[Stored data entries]
╔══
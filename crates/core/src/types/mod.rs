//! Core types for AutoPOS.
//!
//! This module provides type-safe wrappers for common domain concepts.

pub mod email;
pub mod id;
pub mod price;
pub mod status;

pub use email::{Email, EmailError};
pub use id::*;
pub use price::{Price, TAX_RATE, Totals};
pub use status::*;
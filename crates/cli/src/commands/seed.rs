//! Reset to the bundled demo data.
//!
//! # Usage
//!
//! ```bash
//! autopos seed
//! ```
//!
//! Overwrites the catalog and customers, clears the order history and
//! removes the cart.

use tracing::info;

use autopos_admin::{AppError, PosSession};

/// Load the demo data into the session's storage.
///
/// # Errors
///
/// Returns an error if the data cannot be written.
pub fn run(session: &mut PosSession) -> Result<(), AppError> {
    let data = session.reset_demo_data()?;
    info!("Demo data reset");
    println!(
        "Loaded {} vehicles and {} customers; order history cleared.",
        data.cars.len(),
        data.customers.len()
    );
    Ok(())
}
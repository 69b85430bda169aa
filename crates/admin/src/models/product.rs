//! Vehicles offered in the catalog.

use serde::{Deserialize, Serialize};

use autopos_core::{Price, ProductId, VehicleCondition};

/// A vehicle in the catalog.
///
/// Everything except `stock` is fixed once the product is listed; stock is
/// decremented by checkout.
#[derive(Debug, Clone, PartialEq, Eq, Serialize, Deserialize)]
#[serde(rename_all = "camelCase")]
pub struct Product {
    /// Catalog identifier (e.g. `C-0001`).
    pub id: ProductId,
    /// Manufacturer.
    pub make: String,
    /// Model name.
    pub model: String,
    /// Model year.
    pub year: u16,
    /// Unit price in whole currency units.
    pub price: Price,
    /// Available color variants; the first one is the default.
    #[serde(default)]
    pub colors: Vec<String>,
    /// Units on hand.
    #[serde(default)]
    pub stock: u32,
    /// Image URLs.
    #[serde(default)]
    pub images: Vec<String>,
    /// Vehicle identification number.
    #[serde(default)]
    pub vin: String,
    #[serde(default)]
    pub condition: VehicleCondition,
    /// Odometer reading.
    #[serde(default)]
    pub mileage: u32,
    #[serde(default)]
    pub transmission: String,
    #[serde(default)]
    pub fuel_type: String,
}

impl Product {
    /// Display name, e.g. `Toyota Corolla`.
    #[must_use]
    pub fn display_name(&self) -> String {
        format!("{} {}", self.make, self.model)
    }

    /// Whether `color` is one of this product's variants.
    #[must_use]
    pub fn offers_color(&self, color: &str) -> bool {
        self.colors.iter().any(|c| c == color)
    }

    /// Whether stock is at or below `threshold`.
    #[must_use]
    pub const fn is_low_stock(&self, threshold: u32) -> bool {
        self.stock <= threshold
    }

    /// Remove `quantity` units from stock, stopping at zero.
    ///
    /// Returns the number of units actually removed.
    pub fn take_stock(&mut self, quantity: u32) -> u32 {
        let taken = quantity.min(self.stock);
        self.stock -= taken;
        taken
    }
}

/// The color variant used when none is chosen: the first listed color.
///
/// Returns `None` for products without color variants.
#[must_use]
pub fn default_color(product: &Product) -> Option<&str> {
    product.colors.first().map(String::as_str)
}

#[cfg(test)]
#[allow(clippy::unwrap_used)]
mod tests {
    use super::*;
    use crate::models::fixtures;

    #[test]
    fn test_default_color_is_first_listed() {
        let product = fixtures::product("C-1", "Toyota", 19_900, &["red", "black"], 3);
        assert_eq!(default_color(&product), Some("red"));

        let plain = fixtures::product("C-2", "Toyota", 19_900, &[], 3);
        assert_eq!(default_color(&plain), None);
    }

    #[test]
    fn test_take_stock_floors_at_zero() {
        let mut product = fixtures::product("C-1", "Toyota", 19_900, &["red"], 1);
        assert_eq!(product.take_stock(3), 1);
        assert_eq!(product.stock, 0);
        assert_eq!(product.take_stock(1), 0);
        assert_eq!(product.stock, 0);
    }

    #[test]
    fn test_deserializes_stored_shape() {
        let json = r#"{
            "id": "C-0001", "make": "Toyota", "model": "Corolla", "year": 2021,
            "price": 19900, "colors": ["red", "black", "white"], "stock": 3,
            "images": ["https://example.com/1.jpg"], "vin": "VIN0001",
            "condition": "new", "mileage": 0, "transmission": "Automatic",
            "fuelType": "Gasoline"
        }"#;
        let product: Product = serde_json::from_str(json).unwrap();
        assert_eq!(product.id.as_str(), "C-0001");
        assert_eq!(product.price, Price::from_units(19_900));
        assert_eq!(product.fuel_type, "Gasoline");
        assert!(product.offers_color("white"));
        assert!(!product.offers_color("green"));
        assert_eq!(product.display_name(), "Toyota Corolla");
    }
}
╚══
◆ What you have to do: Reproduce every entry above so that each one matches its source exactly.

◆ Task answer:
filename crates/core/src/types/mod.rs
//! Core types for AutoPOS.
//!
//! This module provides type-safe wrappers for common domain concepts.

pub mod email;
pub mod id;
pub mod price;
pub mod status;

pub use email::{Email, EmailError};
pub use id::*;
pub use price::{Price, TAX_RATE, Totals};
pub use status::*;
filename crates/cli/src/commands/seed.rs
//! Reset to the bundled demo data.
//!
//! # Usage
//!
//! ```bash
//! autopos seed
//! ```
//!
//! Overwrites the catalog and customers, clears the order history and
//! removes the cart.

use tracing::info;

use autopos_admin::{AppError, PosSession};

/// Load the demo data into the session's storage.
///
/// # Errors
///
/// Returns an error if the data cannot be written.
pub fn run(session: &mut PosSession) -> Result<(), AppError> {
    let data = session.reset_demo_data()?;
    info!("Demo data reset");
    println!(
        "Loaded {} vehicles and {} customers; order history cleared.",
        data.cars.len(),
        data.customers.len()
    );
    Ok(())
}
repository 69b85430bda169aa
filename crates/admin/src/models/product.rs
//! Vehicles offered in the catalog.

use serde::{Deserialize, Serialize};

use autopos_core::{Price, ProductId, VehicleCondition};

/// A vehicle in the catalog.
///
/// Everything except `stock` is fixed once the product is listed; stock is
/// decremented by checkout.
#[derive(Debug, Clone, PartialEq, Eq, Serialize, Deserialize)]
#[serde(rename_all = "camelCase")]
pub struct Product {
    /// Catalog identifier (e.g. `C-0001`).
    pub id: ProductId,
    /// Manufacturer.
    pub make: String,
    /// Model name.
    pub model: String,
    /// Model year.
    pub year: u16,
    /// Unit price in whole currency units.
    pub price: Price,
    /// Available color variants; the first one is the default.
    #[serde(default)]
    pub colors: Vec<String>,
    /// Units on hand.
    #[serde(default)]
    pub stock: u32,
    /// Image URLs.
    #[serde(default)]
    pub images: Vec<String>,
    /// Vehicle identification number.
    #[serde(default)]
    pub vin: String,
    #[serde(default)]
    pub condition: VehicleCondition,
    /// Odometer reading.
    #[serde(default)]
    pub mileage: u32,
    #[serde(default)]
    pub transmission: String,
    #[serde(default)]
    pub fuel_type: String,
}

impl Product {
    /// Display name, e.g. `Toyota Corolla`.
    #[must_use]
    pub fn display_name(&self) -> String {
        format!("{} {}", self.make, self.model)
    }

    /// Whether `color` is one of this product's variants.
    #[must_use]
    pub fn offers_color(&self, color: &str) -> bool {
        self.colors.iter().any(|c| c == color)
    }

    /// Whether stock is at or below `threshold`.
    #[must_use]
    pub const fn is_low_stock(&self, threshold: u32) -> bool {
        self.stock <= threshold
    }

    /// Remove `quantity` units from stock, stopping at zero.
    ///
    /// Returns the number of units actually removed.
    pub fn take_stock(&mut self, quantity: u32) -> u32 {
        let taken = quantity.min(self.stock);
        self.stock -= taken;
        taken
    }
}

/// The color variant used when none is chosen: the first listed color.
///
/// Returns `None` for products without color variants.
#[must_use]
pub fn default_color(product: &Product) -> Option<&str> {
    product.colors.first().map(String::as_str)
}

#[cfg(test)]
#[allow(clippy::unwrap_used)]
mod tests {
    use super::*;
    use crate::models::fixtures;

    #[test]
    fn test_default_color_is_first_listed() {
        let product = fixtures::product("C-1", "Toyota", 19_900, &["red", "black"], 3);
        assert_eq!(default_color(&product), Some("red"));

        let plain = fixtures::product("C-2", "Toyota", 19_900, &[], 3);
        assert_eq!(default_color(&plain), None);
    }

    #[test]
    fn test_take_stock_floors_at_zero() {
        let mut product = fixtures::product("C-1", "Toyota", 19_900, &["red"], 1);
        assert_eq!(product.take_stock(3), 1);
        assert_eq!(product.stock, 0);
        assert_eq!(product.take_stock(1), 0);
        assert_eq!(product.stock, 0);
    }

    #[test]
    fn test_deserializes_stored_shape() {
        let json = r#"{
            "id": "C-0001", "make": "Toyota", "model": "Corolla", "year": 2021,
            "price": 19900, "colors": ["red", "black", "white"], "stock": 3,
            "images": ["https://example.com/1.jpg"], "vin": "VIN0001",
            "condition": "new", "mileage": 0, "transmission": "Automatic",
            "fuelType": "Gasoline"
        }"#;
        let product: Product = serde_json::from_str(json).unwrap();
        assert_eq!(product.id.as_str(), "C-0001");
        assert_eq!(product.price, Price::from_units(19_900));
        assert_eq!(product.fuel_type, "Gasoline");
        assert!(product.offers_color("white"));
        assert!(!product.offers_color("green"));
        assert_eq!(product.display_name(), "Toyota Corolla");
    }
}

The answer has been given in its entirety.